Query Tips and Best Practices
Tip 1: Use SELECT <columns> instead of SELECT *
Specify the columns in the SELECT clause instead of using SELECT *. The unnecessary columns place extra load on the database, which slows down not just the single Amazon Redshift, but the whole system.
Inefficient
SELECT * FROM projects.schema_name.table_name
This query fetches all the data stored in the table you choose which might not be required for a particular scenario.
Efficient
SELECT col_A, col_B, col_C FROM projects.schema_name.table_name
Tip 2: Always fetch limited data and target accurate results
Lesser the data retrieved, the faster the query will run. Rather than applying too many filters on the client-side, filter the data as much as possible at the server. This limits the data being sent on the wire and you’ll be able to see the results much faster. In Amazon Redshift use LIMIT (###) qualifier at the end of the query to limit records.

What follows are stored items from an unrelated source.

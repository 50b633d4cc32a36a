use std::path::PathBuf;

use clap::{Args, Parser, Subcommand};

use crate::config::ClockGuard;
use crate::logging::LogArgs;

#[derive(Debug, Args)]
pub struct LoadArgs {
    /// Number of worker processes (default: online CPUs)
    #[arg(short = 'w', long)]
    pub workers: Option<usize>,

    /// Busy phase duration in milliseconds (1-10000, default: 125)
    #[arg(long)]
    pub msbusy: Option<u64>,

    /// Sleep phase duration in milliseconds (1-10000, default: 62)
    #[arg(long)]
    pub mssleep: Option<u64>,

    /// Stop each worker after N bogo operations (0 = unlimited)
    #[arg(long)]
    pub ops: Option<u64>,

    /// Run time limit (e.g. 30s, 5m, 1h, 2d; bare number = seconds)
    #[arg(short = 't', long)]
    pub timeout: Option<String>,

    /// How the shared reference time is synchronized between workers
    #[arg(long = "clock-guard", value_enum)]
    pub clock_guard: Option<ClockGuard>,
}

#[derive(Debug, Parser)]
#[command(
    name = "syncload",
    about = "Run worker processes that synchronize CPU load spikes"
)]
#[command(args_conflicts_with_subcommands = true)]
pub struct Cli {
    #[command(flatten)]
    pub load: LoadArgs,

    /// Configuration file path (default: /etc/syncload.toml)
    #[arg(long = "config", global = true)]
    pub config_file: Option<PathBuf>,

    #[command(flatten)]
    pub log: LogArgs,

    #[command(subcommand)]
    pub command: Option<Command>,
}

#[derive(Debug, Subcommand)]
pub enum Command {
    /// Show the busy operations and settings a run would use, without starting workers
    Probe,
}

#[cfg(test)]
mod tests {
    use super::*;
    use clap::CommandFactory;

    #[test]
    fn test_cli_definition_is_valid() {
        Cli::command().debug_assert();
    }

    #[test]
    fn test_parse_load_options() {
        let cli = Cli::try_parse_from([
            "syncload",
            "-w",
            "4",
            "--msbusy",
            "100",
            "--mssleep",
            "50",
            "--ops",
            "3",
            "-t",
            "10s",
            "--clock-guard",
            "barrier",
        ])
        .unwrap();
        assert_eq!(cli.load.workers, Some(4));
        assert_eq!(cli.load.msbusy, Some(100));
        assert_eq!(cli.load.mssleep, Some(50));
        assert_eq!(cli.load.ops, Some(3));
        assert_eq!(cli.load.timeout.as_deref(), Some("10s"));
        assert_eq!(cli.load.clock_guard, Some(ClockGuard::Barrier));
        assert!(cli.command.is_none());
    }

    #[test]
    fn test_parse_probe() {
        let cli = Cli::try_parse_from(["syncload", "probe", "--log-level", "debug"]).unwrap();
        assert!(matches!(cli.command, Some(Command::Probe)));
        assert!(cli.load.msbusy.is_none());
    }
}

SELECT col_A, col_B, col_C FROM projects.schema_name.table_name WHERE [apply some filter] LIMIT 1000
Tip 3: Use wildcard characters wisely
Wildcard characters can be either used as a prefix or a suffix. Using leading wildcard (%) in combination with an ending wildcard will search all records for a match anywhere within the selected field.
Inefficient
Select col_A, col_B, col_C from projects.schema_name.table_name where col_A like '%BRO%'
This query will pull the expected results of Brown Sugar, Brownie, Brown Rice and so on. However, it will also pull unexpected results, such as Country Brown, Lamb with Broth, Cream of Broccoli.
Efficient
Select col_A, col_B, col_C from projects.schema_name.table_name where col_B like 'BRO%'.
This query will pull only the expected results of Brownie, Brown Rice, Brown Sugar and so on.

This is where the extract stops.